Kraftvoll und authentisch treten Kerékgyártós Charaktere auf, mit Verve und Gefühl gezeichnet, als seien sie geradewegs dem Leben entstiegen - was vermutlich in den meisten Fällen tatsächlich zutrifft, weil der Roman ausgeprägte autobiografische Züge aufweist. Unterschwellig, zuweilen auch ganz offen beobachtet man einen ins Sarkastisch-Zynische spielenden Humor; neben den lebendigen, häufig deftigen Schilderungen finden sich immer wieder sehr fein und sensibel verfasste Passagen.

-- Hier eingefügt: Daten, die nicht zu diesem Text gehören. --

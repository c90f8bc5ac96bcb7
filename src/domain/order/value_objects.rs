use std::collections::BTreeMap;
use std::fmt;
use std::str::FromStr;

use rust_decimal::Decimal;
use serde::{Deserialize, Serialize};

use super::errors::OrderError;

// ============================================================================
// Order Value Objects
// ============================================================================

/// Product metadata as resolved by the catalog.
#[derive(Serialize, Deserialize, Clone, Debug, PartialEq, Default)]
pub struct Product {
    pub id: String,
    pub name: String,
    pub price: Decimal,
    pub category: String,
}

#[derive(Serialize, Deserialize, Clone, Debug, PartialEq)]
pub struct OrderItem {
    pub product: Product,
    pub quantity: i64,
}

impl OrderItem {
    /// An item that only references a product; name, price and category are
    /// filled in by catalog enrichment.
    pub fn unresolved(product_id: impl Into<String>, quantity: i64) -> Self {
        Self {
            product: Product {
                id: product_id.into(),
                ..Product::default()
            },
            quantity,
        }
    }

    /// `None` when price x quantity does not fit a Decimal.
    pub fn subtotal(&self) -> Option<Decimal> {
        self.product.price.checked_mul(Decimal::from(self.quantity))
    }
}

/// Line items of an order, unique by product id.
pub type LineItems = BTreeMap<String, OrderItem>;

/// Collect items into a set keyed by product id. Repeated product ids are
/// merged by summing their quantities; the sum saturates at `i64::MAX`.
pub fn line_items<I>(items: I) -> LineItems
where
    I: IntoIterator<Item = OrderItem>,
{
    let mut set = LineItems::new();
    for item in items {
        match set.get_mut(&item.product.id) {
            Some(existing) => existing.quantity = existing.quantity.saturating_add(item.quantity),
            None => {
                set.insert(item.product.id.clone(), item);
            }
        }
    }
    set
}

// ============================================================================
// Order Status
// ============================================================================

#[derive(Debug, Clone, Copy, PartialEq, Eq, Hash, Serialize, Deserialize)]
#[serde(rename_all = "SCREAMING_SNAKE_CASE")]
pub enum OrderStatus {
    Received,
    PaymentPending,
    Payed,
    Preparing,
    Completed,
    Cancelled,
}

impl OrderStatus {
    pub const ALL: [OrderStatus; 6] = [
        OrderStatus::Received,
        OrderStatus::PaymentPending,
        OrderStatus::Payed,
        OrderStatus::Preparing,
        OrderStatus::Completed,
        OrderStatus::Cancelled,
    ];

    /// Storage code of the status.
    pub fn code(self) -> i32 {
        match self {
            OrderStatus::Received => 0,
            OrderStatus::PaymentPending => 1,
            OrderStatus::Payed => 2,
            OrderStatus::Preparing => 3,
            OrderStatus::Completed => 4,
            OrderStatus::Cancelled => 5,
        }
    }

    pub fn from_code(code: i32) -> Result<Self, OrderError> {
        Self::ALL
            .into_iter()
            .find(|status| status.code() == code)
            .ok_or(OrderError::UnknownStatusCode(code))
    }

    /// Name used at the inbound boundary and for display.
    pub fn name(self) -> &'static str {
        match self {
            OrderStatus::Received => "RECEIVED",
            OrderStatus::PaymentPending => "PAYMENT_PENDING",
            OrderStatus::Payed => "PAYED",
            OrderStatus::Preparing => "PREPARING",
            OrderStatus::Completed => "COMPLETED",
            OrderStatus::Cancelled => "CANCELLED",
        }
    }

    pub fn from_name(name: &str) -> Result<Self, OrderError> {
        Self::ALL
            .into_iter()
            .find(|status| status.name() == name)
            .ok_or_else(|| OrderError::UnknownStatus(name.to_string()))
    }

    pub fn is_terminal(self) -> bool {
        matches!(self, OrderStatus::Completed | OrderStatus::Cancelled)
    }

    /// Lifecycle table: forward one step at a time, or cancel from any
    /// non-terminal state.
    pub fn can_transition_to(self, next: OrderStatus) -> bool {
        use OrderStatus::*;

        match (self, next) {
            (from, Cancelled) => !from.is_terminal(),
            (Received, PaymentPending)
            | (PaymentPending, Payed)
            | (Payed, Preparing)
            | (Preparing, Completed) => true,
            _ => false,
        }
    }
}

impl fmt::Display for OrderStatus {
    fn fmt(&self, f: &mut fmt::Formatter<'_>) -> fmt::Result {
        f.write_str(self.name())
    }
}

impl FromStr for OrderStatus {
    type Err = OrderError;

    fn from_str(s: &str) -> Result<Self, Self::Err> {
        Self::from_name(s)
    }
}

// ============================================================================
// Unit Tests
// ============================================================================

Die nur scheinbar lose verbundenen Anekdoten aus Layos' Erinnerung sind aufgrund des abwechslungsreichen, niemals manierierten Stils sehr kurzweilig zu lesen. Ihre Tiefe erschließt sich zuweilen erst auf den zweiten Blick. Die Lektüre lohnt sich auch für Menschen, die zu Ungarn und seiner kommunistischen Zeit keine direkte Beziehung haben.

(Regina Károlyi; 12/2006)


István Kerékgyártó: "Engelsfurz"
Aus dem Ungarischen von Clemens Prinz.
Kortina Verlag, 2006. 323 Seiten.
Buch bei amazon.de bestellen

István Kerékgyártó, geboren 1953, studierte Jura und Philosophie, arbeitete als Universitätsdozent und Privatisierungsberater, war mittlerer und höherer Beamter, sowie Mittel- und Großunternehmer. Im Alter von 47 Jahren wandte er seinen bisherigen "Rennbahnen" den Rücken zu und schrieb seinen ersten Roman "Vagyonregény", der vom Aufbau des Kapitalismus in Ungarn nach der Wende erzählt, in einer Mischung aus Fiktion und Tatsachenroman.